Clay colloids are sometimes supplemented, or even entirely replaced, by organic colloids when required by particular problems. For instance, if clays are flocculated by soluble salts with consequent loss of rheological and filtration control, salt-resistant colloids (such as pregelatinized starch or cellulosic polymers) are added to salt water, or to salt-contaminated muds. Cellulosic, polyacrylic, and natural gum polymers are also used in low-solid muds to help maintain hole stability and to minimize dispersion of drill cuttings into the mud. These polymers consist of long chains of unit cells, which are adsorbed on the surface of the cuttings, protecting the cuttings from disintegration. The viscous properties of these polymers are mainly due to mechanical interference between the chains, which do not build gel structures (except in the case of one polymer whose chains can be crosslinked by chemical bonding).
The colloidal fraction of one type of oil-base mud consists of oxidized asphalt. Viscous and filtration properties are obtained in another type (known as invert emulsion) by tightly emulsifying substantial quantities of water. Gel structures may be obtained by adding clays treated with surfactants so as to make them dispersible in oil, and similarly treated lignite may be added to obtain improved filtration properties, if these are required.

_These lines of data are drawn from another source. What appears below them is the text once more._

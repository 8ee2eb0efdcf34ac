// src/types.rs
// Data structures shared across the tracking pipeline

use chrono::{DateTime, NaiveDate, Utc};
use serde::{Deserialize, Serialize};
use sha2::{Digest, Sha256};

#[derive(Debug, Clone, Copy, PartialEq, Eq, Hash, Serialize, Deserialize)]
#[serde(rename_all = "snake_case")]
pub enum CabinCategory {
    Interior,
    OceanView,
    Balcony,
    Suite,
}

impl CabinCategory {
    pub fn as_str(&self) -> &'static str {
        match self {
            CabinCategory::Interior => "interior",
            CabinCategory::OceanView => "ocean_view",
            CabinCategory::Balcony => "balcony",
            CabinCategory::Suite => "suite",
        }
    }
}

#[derive(Debug, Clone, Copy, PartialEq, Eq, Serialize, Deserialize)]
#[serde(rename_all = "UPPERCASE")]
pub enum Currency {
    Usd,
    Eur,
    Gbp,
}

impl Currency {
    pub fn from_symbol(symbol: char) -> Option<Self> {
        match symbol {
            '$' => Some(Currency::Usd),
            '€' => Some(Currency::Eur),
            '£' => Some(Currency::Gbp),
            _ => None,
        }
    }
}

/// Stable identifier for one bookable sailing (ship + departure port +
/// sail date + cabin category). Derived deterministically so the same
/// sailing maps to the same key across site redesigns; never derived
/// from free-text titles.
#[derive(Debug, Clone, PartialEq, Eq, Hash, Serialize, Deserialize)]
pub struct ItineraryKey(pub String);

impl ItineraryKey {
    pub fn derive(
        ship: &str,
        departure_port: &str,
        sail_date: Option<NaiveDate>,
        nights: u32,
        cabin: CabinCategory,
    ) -> Self {
        let date_part = match sail_date {
            Some(d) => d.format("%Y-%m-%d").to_string(),
            None => format!("n{}", nights),
        };
        let key_input = format!(
            "{}|{}|{}|{}",
            ship.trim().to_lowercase(),
            departure_port.trim().to_lowercase(),
            date_part,
            cabin.as_str()
        );

        let mut hasher = Sha256::new();
        hasher.update(key_input.as_bytes());
        let hex_id = format!("{:x}", hasher.finalize());

        // First 16 chars of the hash are plenty for uniqueness here
        ItineraryKey(hex_id[..16].to_string())
    }

    pub fn as_str(&self) -> &str {
        &self.0
    }
}

impl std::fmt::Display for ItineraryKey {
    fn fmt(&self, f: &mut std::fmt::Formatter<'_>) -> std::fmt::Result {
        write!(f, "{}", self.0)
    }
}

/// Field set a parsing strategy produces before validation. Snapshot
/// construction happens only after the owning strategy validates these.
#[derive(Debug, Clone, PartialEq)]
pub struct ExtractedFields {
    pub price: f64,
    pub currency: Currency,
    pub ship: String,
    pub departure_port: String,
    pub nights: u32,
    pub sail_date: Option<NaiveDate>,
    pub cabin: CabinCategory,
}

/// One price observation. Immutable once written to the store.
#[derive(Debug, Clone, PartialEq, Serialize, Deserialize)]
pub struct Snapshot {
    pub itinerary_key: ItineraryKey,
    pub price: f64,
    pub currency: Currency,
    pub ship: String,
    pub departure_port: String,
    pub nights: u32,
    pub sail_date: Option<NaiveDate>,
    pub cabin: CabinCategory,
    pub captured_at: DateTime<Utc>,
    pub source_strategy: String,
}

impl Snapshot {
    pub fn from_fields(fields: ExtractedFields, strategy: &str, captured_at: DateTime<Utc>) -> Self {
        let itinerary_key = ItineraryKey::derive(
            &fields.ship,
            &fields.departure_port,
            fields.sail_date,
            fields.nights,
            fields.cabin,
        );
        Self {
            itinerary_key,
            price: fields.price,
            currency: fields.currency,
            ship: fields.ship,
            departure_port: fields.departure_port,
            nights: fields.nights,
            sail_date: fields.sail_date,
            cabin: fields.cabin,
            captured_at,
            source_strategy: strategy.to_string(),
        }
    }
}

/// Unparsed fetched content plus fetch metadata. Written even when the
/// fetch or extraction fails, so a broken run can be diagnosed offline.
#[derive(Debug, Clone, Serialize, Deserialize)]
pub struct RawCapture {
    pub target_slug: String,
    pub url: String,
    pub http_status: Option<u16>,
    pub body: String,
    pub fetched_at: DateTime<Utc>,
}

/// Rolling statistics over an itinerary's recent snapshots. Pure function
/// of the snapshot history; recomputed on every new arrival for the key.
#[derive(Debug, Clone, Serialize, Deserialize)]
pub struct Baseline {
    pub itinerary_key: ItineraryKey,
    pub rolling_minimum: f64,
    pub mean: f64,
    pub stddev: f64,
    pub sample_count: usize,
    pub insufficient_data: bool,
    pub computed_at: DateTime<Utc>,
}

#[derive(Debug, Clone, Serialize, Deserialize)]
pub struct DealEvent {
    pub id: String,
    pub itinerary_key: ItineraryKey,
    pub triggering_snapshot: Snapshot,
    pub baseline_at_detection: Baseline,
    pub drop_ratio: f64,
    pub score: f64,
    pub detected_at: DateTime<Utc>,
}

/// Ledger entry preventing repeat alerts for the same itinerary while the
/// dedup window is active. Created only after a dispatch attempt resolves.
#[derive(Debug, Clone, Serialize, Deserialize)]
pub struct NotificationRecord {
    pub itinerary_key: ItineraryKey,
    pub deal_event_id: String,
    pub score: f64,
    pub sent_at: DateTime<Utc>,
    pub dedup_window_end: DateTime<Utc>,
    pub delivered: bool,
}

/// One page the orchestrator asks the fetcher to retrieve.
#[derive(Debug, Clone, Serialize, Deserialize)]
pub struct FetchTarget {
    pub slug: String,
    pub url: String,
}

#[derive(Debug, Clone, Copy, PartialEq, Eq, Serialize)]
#[serde(rename_all = "snake_case")]
pub enum DispatchOutcome {
    Sent,
    Suppressed,
    Failed,
}

/// Per-run counters returned by the orchestrator. This is the primary
/// failure-visibility channel for operators.
#[derive(Debug, Clone, Default, Serialize)]
pub struct RunSummary {
    pub targets: usize,
    pub fetched: usize,
    pub fetch_failed: usize,
    pub extraction_failed: usize,
    pub deduplicated: usize,
    pub new_snapshots: usize,
    pub deals_detected: usize,
    pub notifications_sent: usize,
    pub notifications_suppressed: usize,
    pub notifications_failed: usize,
    pub persistence_failed: usize,
    pub skipped_timeout: usize,
    pub likely_site_change: bool,
    pub elapsed_seconds: f64,
}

PROPERTIES OF DRILLING FLUIDS
Density
Density is defined as weight per unit volume. It is expressed either in pounds per gallon (lb/gal) or pounds per cubic foot (lb/ft3), or in kilograms per cubic meter (kg/m3), or compared to the weight of an equal volume of water, as specific gravity (SG). The pressure exerted by a static mud column depends on both the density and the depth; therefore, it is convenient to express density in terms of pounds per square inch per foot (psi/ft), or kilograms per square centimeter per meter (kg/cm2/m). The densities of some mud components are given in Table 1.2. The relationship between various units of measurement used in this section are given in the Appendix, Table A.1.
In order to prevent the inflow of formation fluids and to lay down a thin, low-permeability filter cake on the walls of the hole, the pressure of the mud column must exceed the pore pressure—the pressure exerted by the fluids in the pores of the formation—by at least 200 psi (14 kg/cm2). The pore pressure depends on the depth of the porous formation, the density of the formation fluids, and the geological conditions. Two types of geological conditions affect pore pressure: normally pressured formations, which have a self-supporting structure of solid particles (so the pore pressure depends only on the weight of the overlying pore fluids), and abnormally pressured or geopressured formations, which are not fully compacted into a self-supporting structure (so the pore fluids must bear the weight of some or all of the overlying sediments as well as the weight of the overlying fluids). The hydrostatic pressure gradient of formation fluids varies from 0.43 psi/ft to over 0.52 psi/ft (0.1 to 0.12 kg/cm2/m), depending on the salinity of the water.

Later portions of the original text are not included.